No violation of equal protection; no violation of Proposition 98. The court rejected petitioners’ argument that AB 26 x4 will create disparities in educational funding because it directs tax increment revenue to only certain schools. The court found that the intent of AB 26 x4 is to support schools that serve students who reside in redevelopment project areas or in housing assisted by redevelopment agencies, and that the focus of AB 26 x4 is on the “adequacy of school programs and operations, not on individual students attending the schools.” The court also noted that California’s complex educational funding process can be expected to eliminate funding inequities with respect to schools that receive SERAF funds. Similarly, the court rejected the petitioners’ argument that SERAF funds cannot lawfully offset the state’s obligation under Proposition 98 to fund school districts because the funds are intended to support only students residing in redevelopment areas and assisted housing. The court noted again that the SERAF payments are intended to support schools, not individual students.

No gift of public funds. The petitioners argued that the transfer of SERAF payments violates the public funds doctrine because the transfer benefits the recipient schools, but not the redevelopment agency. In rejecting this argument, the court relied on the legislative findings that the SERAF payments benefit redevelopment of the project area, and thereby serve redevelopment purposes.
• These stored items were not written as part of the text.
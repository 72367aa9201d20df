//! The seams between the generic engine and a concrete protocol binding.

use std::fmt::{Debug, Display};

use crate::error::Error;

/// Something that arrived from the peer.
///
/// The end of the connection is an event like any message so that conversations can
/// route on it, e.g. a peer may answer with either an alert or an immediate close.
#[derive(Debug, Clone, PartialEq, Eq)]
pub enum Inbound<M> {
    Message(M),
    Closed,
}

impl<M> Inbound<M> {
    pub fn message(&self) -> Option<&M> {
        match self {
            Inbound::Message(message) => Some(message),
            Inbound::Closed => None,
        }
    }
}

/// Sending and receiving of whole protocol messages.
pub trait Stream<M, H> {
    /// Transmits `message`, with `hooks` in effect for this single send only.
    fn send(&mut self, message: &M, hooks: &H) -> Result<(), Error>;

    /// Blocks until the next message or the end of the connection.
    /// Running out of time is an error, not an [`Inbound`] event.
    fn receive(&mut self) -> Result<Inbound<M>, Error>;
}

/// Binds the engine to one protocol.
pub trait ProtocolBehavior: 'static {
    type Message: Debug;
    /// Per-send overrides of the transport, e.g. corrupting a MAC.
    type Hooks: Default + Debug;
    /// Connection state shared by all nodes of a conversation.
    type State: Stream<Self::Message, Self::Hooks> + Default;
}

/// Node which changes local state and never talks to the peer.
pub trait Command<PB: ProtocolBehavior>: Display {
    fn process(&mut self, state: &mut PB::State) -> Result<(), Error>;
}

/// Node which produces a single message for the peer.
pub trait Generator<PB: ProtocolBehavior>: Display {
    fn generate(&mut self, state: &mut PB::State) -> Result<PB::Message, Error>;

    /// Transport overrides which must be active while the generated message is sent.
    fn install_hooks(&self, _hooks: &mut PB::Hooks) {}

    /// Runs strictly after `sent` has been handed to the transport.
    fn post_send(&mut self, _state: &mut PB::State, _sent: &PB::Message) -> Result<(), Error> {
        Ok(())
    }
}

/// Node which consumes one inbound event.
pub trait Expect<PB: ProtocolBehavior>: Display {
    /// Type level check without side effects. Decides routing between a node and its
    /// alternate.
    fn is_match(&self, inbound: &Inbound<PB::Message>) -> bool;

    /// Field level checks and state updates for an event which passed [`Expect::is_match`].
    fn process(
        &mut self,
        state: &mut PB::State,
        inbound: &Inbound<PB::Message>,
    ) -> Result<(), Error>;
}
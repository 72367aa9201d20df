use prober::accumulator::Accumulator;
use prober::protocol::ProtocolBehavior;
use prober::tree::{Conversation, NodeKind};

use crate::hooks::SendHooks;
use crate::state::ConnectionState;
use crate::tls::message::Message;

/// Binds the engine to TLS.
#[derive(Debug, Clone, Copy, PartialEq, Eq)]
pub struct TlsProtocol;

impl ProtocolBehavior for TlsProtocol {
    type Message = Message;
    type Hooks = SendHooks;
    type State = ConnectionState;
}

pub type TlsConversation = Conversation<TlsProtocol>;
pub type TlsNode = NodeKind<TlsProtocol>;

/// Records which a split message left behind for later generators.
pub type FragmentList = Accumulator<Message>;

/// Named values copied out of the connection, in the order they were copied.
pub type VariableLog = Accumulator<(String, Vec<u8>)>;

/// Nonces of sealed records.
pub type NonceLog = Accumulator<Vec<u8>>;
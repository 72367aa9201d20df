//! Suites against a real `openssl s_server`. Run with `cargo test -- --ignored` on a machine
//! with the `openssl` binary on its path.

use std::net::{TcpListener, TcpStream};
use std::path::PathBuf;
use std::process::{Child, Command, Stdio};
use std::thread;
use std::time::Duration;

use prober::cli::{run_batch, RunConfig, Target};
use test_log::test;
use tlsprober::conversations::{
    extended_master_secret_suite, fuzz_mac_suite, fuzz_padding_suite, sanity_suite, tls13_suite,
};

struct Server {
    child: Child,
    port: u16,
}

impl Drop for Server {
    fn drop(&mut self) {
        let _ = self.child.kill();
        let _ = self.child.wait();
    }
}

fn asset(name: &str) -> PathBuf {
    PathBuf::from(env!("CARGO_MANIFEST_DIR"))
        .join("assets")
        .join(name)
}

fn s_server(extra: &[&str]) -> Server {
    let port = TcpListener::bind("127.0.0.1:0")
        .unwrap()
        .local_addr()
        .unwrap()
        .port();
    let child = Command::new("openssl")
        .arg("s_server")
        .arg("-www")
        .arg("-quiet")
        .args(["-accept", &port.to_string()])
        .arg("-cert")
        .arg(asset("rsa-cert.pem"))
        .arg("-key")
        .arg(asset("rsa-key.pem"))
        .args(extra)
        .stdin(Stdio::piped())
        .stdout(Stdio::null())
        .stderr(Stdio::null())
        .spawn()
        .expect("openssl is not installed");

    for _ in 0..50 {
        if TcpStream::connect(("127.0.0.1", port)).is_ok() {
            return Server { child, port };
        }
        thread::sleep(Duration::from_millis(100));
    }
    panic!("s_server did not come up on port {}", port);
}

fn config(server: &Server) -> RunConfig {
    RunConfig {
        target: Target {
            host: "127.0.0.1".into(),
            port: server.port,
            timeout: Duration::from_secs(5),
        },
        ..RunConfig::default()
    }
}

#[test]
#[ignore]
fn test_sanity_suite() {
    let server = s_server(&["-cipher", "ALL:@SECLEVEL=0"]);
    let config = config(&server);
    let report = run_batch(&sanity_suite(&config.target).unwrap(), &config).unwrap();
    assert!(report.all_passed(), "{}", report.summary());
}

#[test]
#[ignore]
fn test_fuzz_mac_suite() {
    let server = s_server(&["-cipher", "ALL:@SECLEVEL=0"]);
    let config = RunConfig {
        sample: Some(20),
        ..config(&server)
    };
    let report = run_batch(&fuzz_mac_suite(&config.target).unwrap(), &config).unwrap();
    assert!(report.all_passed(), "{}", report.summary());
}

#[test]
#[ignore]
fn test_fuzz_padding_suite() {
    let server = s_server(&["-cipher", "ALL:@SECLEVEL=0"]);
    let config = config(&server);
    let report = run_batch(&fuzz_padding_suite(&config.target).unwrap(), &config).unwrap();
    assert!(report.all_passed(), "{}", report.summary());
}

#[test]
#[ignore]
fn test_extended_master_secret_suite() {
    let server = s_server(&["-cipher", "ALL:@SECLEVEL=0"]);
    let config = config(&server);
    let report =
        run_batch(&extended_master_secret_suite(&config.target).unwrap(), &config).unwrap();
    assert!(report.sanity_ok, "{}", report.summary());
}

#[test]
#[ignore]
fn test_tls13_suite() {
    let server = s_server(&["-tls1_3"]);
    let config = RunConfig {
        sample: Some(10),
        ..config(&server)
    };
    let report = run_batch(&tls13_suite(&config.target).unwrap(), &config).unwrap();
    assert!(report.all_passed(), "{}", report.summary());
}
No violation of special fund doctrine. Again relying on the legislative findings and intent that the SERAF payments benefit redevelopment, the court determined that AB 26 x4 does not violate the constitutional requirement that tax increment funds be deposited into a special fund dedicated to redevelopment purposes.

CRA will appeal.

The CRA Board of Directors has unanimously voted to appeal the ruling and to seek a stay of the payment requirements pending the appeal. John Shirey, Executive Director of CRA, said: “We strongly disagree with Judge Connelly’s ruling which effectively says the Legislature has unlimited discretion to redirect local redevelopment funds to any purpose it wishes. Under that logic any state program could be called redevelopment. The Legislature needs to deal with its budget problems by making hard decisions using its own limited resources — not by taking away local government funds. Despite this ruling we continue to believe taking local redevelopment funds and using them to fund State obligations is unconstitutional.”